> [Exercise directions]: After reading the entries below, copy word for word the lines from the first through the line containing "collection, database or", and stop there.
──────── Records for the exercise ────────
//! Contains the functionality for change streams.
pub mod event;
pub(crate) mod options;

use std::marker::PhantomData;

use derive_where::derive_where;
use futures_core::Stream;
use serde::de::DeserializeOwned;

use crate::{
    bson::{doc, Document, Timestamp},
    change_stream::{
        event::{ChangeStreamNotification, ResumeToken},
        options::ChangeStreamOptions,
    },
    cursor::{BatchValue, CursorSource},
    error::{Error, ErrorKind, Result},
    event::EventHandler,
    operation::{Aggregate, AggregateTarget, SERVER_4_0_0_WIRE_VERSION},
    trace::CHANGE_STREAM_TRACING_EVENT_TARGET,
    Client,
    ClientSession,
    Cursor,
};

/// A `ChangeStream` streams the ongoing changes of its associated collection, database or
/// deployment. `ChangeStream` instances should be created with method `watch` against the
/// relevant target.
///
/// `ChangeStream`s are "resumable", meaning that they can be restarted at a given place in the
/// stream of events. This is done automatically when the `ChangeStream` encounters certain
/// ["resumable"](https://github.com/mongodb/specifications/blob/master/source/change-streams/change-streams.md#resumable-error)
/// errors, such as transient network failures: the failed cursor is discarded and the
/// `aggregate` is re-issued from the last resume token, at most once per call. It can also be
/// done manually by passing a [`ResumeToken`] retrieved from a past event into either the
/// [`resume_after`](ChangeStreamOptions::resume_after) or
/// [`start_after`](ChangeStreamOptions::start_after) options used to create the `ChangeStream`.
///
/// A `ChangeStream` is lazy: the `aggregate` is sent on first iteration.
///
/// ```rust
/// # use mongodb_cursor_core::{bson::{doc, Document}, error::Result, Collection};
/// # async fn func(coll: Collection<Document>) -> Result<()> {
/// let mut change_stream = coll.watch(None, None);
/// while let Some(event) = change_stream.next().await? {
///     println!("operation performed: {:?}, document: {:?}", event.operation_type, event.full_document);
/// }
/// #
/// # Ok(())
/// # }
/// ```
///
/// An unrecoverable error is returned once; the stream is closed afterwards and further calls
/// return `Ok(None)`.
///
/// See the documentation [here](https://www.mongodb.com/docs/manual/changeStreams) for more
/// details.
#[derive_where(Debug)]
pub struct ChangeStream<T> {
    /// The cursor to iterate over event instances. `None` until the first `aggregate` is sent.
    cursor: Option<Cursor<Document>>,

    /// The client that was used for the initial `$changeStream` aggregation, used to re-issue it
    /// during an automatic resume.
    client: Client,

    /// Arguments to `watch` that created this change stream.
    args: WatchArgs,

    /// The session supplied by the caller, carried over to resumed cursors.
    session: Option<ClientSession>,

    /// Dynamic information associated with this change stream.
    data: ChangeStreamData,

    notification_handler: Option<EventHandler<ChangeStreamNotification>>,

    closed: bool,

    #[derive_where(skip)]
    _phantom: PhantomData<fn() -> T>,
}

/// Arguments passed to a `watch` method, captured to allow resume.
#[derive(Debug, Clone)]
pub(crate) struct WatchArgs {
    /// The pipeline of stages to append to an initial `$changeStream` stage.
    pub(crate) pipeline: Vec<Document>,

    /// The original target of the change stream.
    pub(crate) target: AggregateTarget,

    /// The options provided to the initial `$changeStream` stage.
    pub(crate) options: Option<ChangeStreamOptions>,
}

/// Dynamic change stream data needed for resume.
#[derive(Debug, Default)]
struct ChangeStreamData {
    /// The `operationTime` returned by the initial `aggregate` command, or the
    /// `start_at_operation_time` the stream was created with.
    initial_operation_time: Option<Timestamp>,

    /// The cached resume token.
    resume_token: Option<ResumeToken>,

    /// Whether or not the change stream has returned a document, used to update resume token
    /// during an automatic resume.
    document_returned: bool,

    /// Whether an `aggregate` has ever succeeded for this stream. Failures of the very first one
    /// are never resumed from.
    initialized: bool,
}

impl<T> ChangeStream<T> {
    pub(crate) fn new(args: WatchArgs, client: Client, session: Option<ClientSession>) -> Self {
        let options = args.options.as_ref();
        let data = ChangeStreamData {
            resume_token: options
                .and_then(|o| o.start_after.as_ref().or(o.resume_after.as_ref()))
                .cloned(),
            initial_operation_time: options.and_then(|o| o.start_at_operation_time),
            ..Default::default()
        };
        let notification_handler = options.and_then(|o| o.notification_handler.clone());
        Self {
            cursor: None,
            client,
            args,
            session,
            data,
            notification_handler,
            closed: false,
            _phantom: PhantomData,
        }
    }

    /// Returns the cached resume token that can be used to resume after the most recently returned
    /// change.
    ///
    /// See the documentation
    /// [here](https://www.mongodb.com/docs/manual/changeStreams/#change-stream-resume-token) for more
    /// information on change stream resume tokens.
    pub fn resume_token(&self) -> Option<ResumeToken> {
        self.data.resume_token.clone()
    }

    /// Update the type streamed values will be parsed as.
    pub fn with_type<D: DeserializeOwned>(self) -> ChangeStream<D> {
        ChangeStream {
            cursor: self.cursor,
            client: self.client,
            args: self.args,
            session: self.session,
            data: self.data,
            notification_handler: self.notification_handler,
            closed: self.closed,
            _phantom: PhantomData,
        }
    }

    /// Returns whether the change stream will continue to receive events.
    pub fn is_alive(&self) -> bool {
        !self.closed
    }

    /// Closes the change stream, killing its server-side cursor if there is one. Closing a
    /// stream again has no effect.
    pub async fn close(&mut self) {
        if self.closed {
            return;
        }
        self.closed = true;
        if let Some(mut cursor) = self.cursor.take() {
            cursor.close().await;
        }
        self.notify(ChangeStreamNotification::Closed);
    }

    fn notify(&self, notification: ChangeStreamNotification) {
        if let Some(ref handler) = self.notification_handler {
            handler.handle(notification);
        }
    }

    fn set_resume_token(&mut self, token: ResumeToken) {
        if self.data.resume_token.as_ref() == Some(&token) {
            return;
        }
        self.data.resume_token = Some(token.clone());
        self.notify(ChangeStreamNotification::ResumeTokenChanged(token));
    }

    /// Builds the `aggregate` that (re)opens the stream. Once the stream has been opened, the
    /// resume options are derived from the cached token instead of the ones it was created with.
    fn build_aggregate(&self) -> Result<Aggregate> {
        let mut options = self.args.options.clone().unwrap_or_default();

        if self.data.initialized {
            let start_after = options.start_after.take().is_some();
            options.resume_after = None;
            options.start_at_operation_time = None;
            match self.data.resume_token {
                Some(ref token) if start_after && !self.data.document_returned => {
                    options.start_after = Some(token.clone());
                }
                Some(ref token) => options.resume_after = Some(token.clone()),
                None => options.start_at_operation_time = self.data.initial_operation_time,
            }
        }

        let stage = crate::bson::to_document(&options)?;
        let pipeline = std::iter::once(doc! { "$changeStream": stage })
            .chain(self.args.pipeline.iter().cloned());
        Ok(Aggregate::new(
            self.args.target.clone(),
            pipeline,
            Some(options.aggregate_options()),
        ))
    }

    /// Opens a new cursor for the stream and records what the reply tells us about its
    /// position.
    async fn open_cursor(&mut self) -> Result<()> {
        let aggregate = self.build_aggregate()?;
        let cursor = self.cursor.insert(Cursor::new(
            self.client.clone(),
            CursorSource::Aggregate(aggregate),
            self.session.clone(),
        ));
        cursor.start().await?;

        let operation_time = cursor.operation_time();
        let empty_batch_token = if cursor.buffered_count() == 0 {
            cursor.post_batch_resume_token().cloned()
        } else {
            None
        };
        if let Some(token) = empty_batch_token {
            self.set_resume_token(token);
        }
        let has_start_option = self.args.options.as_ref().map_or(false, |o| {
            o.resume_after.is_some()
                || o.start_after.is_some()
                || o.start_at_operation_time.is_some()
        });
        if !self.data.initialized
            && !has_start_option
            && self
                .client
                .stream_description()
                .wire_version_at_least(SERVER_4_0_0_WIRE_VERSION)
        {
            self.data.initial_operation_time = operation_time;
        }
        self.data.initialized = true;
        Ok(())
    }

    /// Discards the current cursor and re-opens the stream from the cached resume token.
    async fn resume(&mut self, error: Error) -> Result<()> {
        tracing::debug!(
            target: CHANGE_STREAM_TRACING_EVENT_TARGET,
            error = %error,
            "Resuming change stream"
        );
        if let Some(mut cursor) = self.cursor.take() {
            if let Err(kill_error) = cursor.kill().await {
                tracing::debug!(
                    target: CHANGE_STREAM_TRACING_EVENT_TARGET,
                    error = %kill_error,
                    "killCursors failed while resuming change stream"
                );
            }
        }
        self.open_cursor().await?;
        self.notify(ChangeStreamNotification::Resumed { error });
        Ok(())
    }

    /// Reports an unrecoverable error and closes the stream.
    async fn fail(&mut self, error: Error) -> Error {
        self.notify(ChangeStreamNotification::Error(error.clone()));
        self.close().await;
        error
    }

    /// Fetches the next document of the current batch, opening or resuming the stream as
    /// needed. Performs at most one `getMore` and at most one resume.
    async fn next_batch_value(&mut self) -> Result<Option<BatchValue>> {
        let mut resume_attempted = false;
        loop {
            if self.closed {
                return Ok(None);
            }

            let result = match self.cursor {
                Some(ref mut cursor) => cursor.next_in_batch().await,
                None => match self.open_cursor().await {
                    // An empty first batch counts as this call's round trip.
                    Ok(()) if self.cursor.as_ref().map_or(false, |c| c.buffered_count() == 0) => {
                        return Ok(Some(BatchValue::Empty));
                    }
                    Ok(()) => continue,
                    Err(error) => Err(error),
                },
            };

            match result {
                Ok(value) => return Ok(Some(value)),
                Err(error) if self.data.initialized && !resume_attempted && error.is_resumable() => {
                    resume_attempted = true;
                    if let Err(resume_error) = self.resume(error).await {
                        if resume_error.is_resumable() {
                            return Err(resume_error);
                        }
                        return Err(self.fail(resume_error).await);
                    }
                }
                Err(error) => {
                    if self.data.initialized && error.is_resumable() {
                        return Err(error);
                    }
                    return Err(self.fail(error).await);
                }
            }
        }
    }

    /// Fetches the next raw change, updating the resume token. Returns `Ok(None)` when a round
    /// trip returned no changes or the stream is closed.
    async fn next_if_any(&mut self) -> Result<Option<Document>> {
        let value = match self.next_batch_value().await? {
            Some(value) => value,
            None => return Ok(None),
        };

        let batch_token = self
            .cursor
            .as_ref()
            .and_then(|c| c.post_batch_resume_token())
            .cloned();

        match value {
            BatchValue::Some { doc, is_last } => {
                let doc_token = match doc.get("_id") {
                    Some(id) => ResumeToken(id.clone()),
                    None => {
                        return Err(self.fail(ErrorKind::MissingResumeToken.into()).await);
                    }
                };
                let token = match batch_token {
                    Some(batch_token) if is_last => batch_token,
                    _ => doc_token,
                };
                self.set_resume_token(token);
                self.data.document_returned = true;
                Ok(Some(doc))
            }
            BatchValue::Empty => {
                if let Some(token) = batch_token {
                    self.set_resume_token(token);
                }
                Ok(None)
            }
            BatchValue::Exhausted => {
                self.close().await;
                Ok(None)
            }
        }
    }
}

impl<T: DeserializeOwned> ChangeStream<T> {
    /// Returns the next change, waiting (issuing `getMore`s) until one is available. Resumable
    /// errors are recovered from transparently.
    ///
    /// Returns `Ok(None)` once the stream is closed.
    pub async fn next(&mut self) -> Result<Option<T>> {
        loop {
            if let Some(doc) = self.next_if_any().await? {
                return Ok(Some(crate::bson::from_document(doc)?));
            }
            if self.closed {
                return Ok(None);
            }
        }
    }

    /// Returns the next change if one is available after at most one round trip to the server.
    /// The resume token is updated even when no change is returned.
    pub async fn try_next(&mut self) -> Result<Option<T>> {
        match self.next_if_any().await? {
            Some(doc) => Ok(Some(crate::bson::from_document(doc)?)),
            None => Ok(None),
        }
    }

    /// Adapts this change stream into a [`Stream`] of its changes.
    pub fn stream(self) -> impl Stream<Item = Result<T>> {
        futures_util::stream::try_unfold(self, |mut stream| async move {
            Ok(stream.next().await?.map(|change| (change, stream)))
        })
    }
}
────────
> [Your solution]:
//! Contains the functionality for change streams.
pub mod event;
pub(crate) mod options;

use std::marker::PhantomData;

use derive_where::derive_where;
use futures_core::Stream;
use serde::de::DeserializeOwned;

use crate::{
    bson::{doc, Document, Timestamp},
    change_stream::{
        event::{ChangeStreamNotification, ResumeToken},
        options::ChangeStreamOptions,
    },
    cursor::{BatchValue, CursorSource},
    error::{Error, ErrorKind, Result},
    event::EventHandler,
    operation::{Aggregate, AggregateTarget, SERVER_4_0_0_WIRE_VERSION},
    trace::CHANGE_STREAM_TRACING_EVENT_TARGET,
    Client,
    ClientSession,
    Cursor,
};

/// A `ChangeStream` streams the ongoing changes of its associated collection, database or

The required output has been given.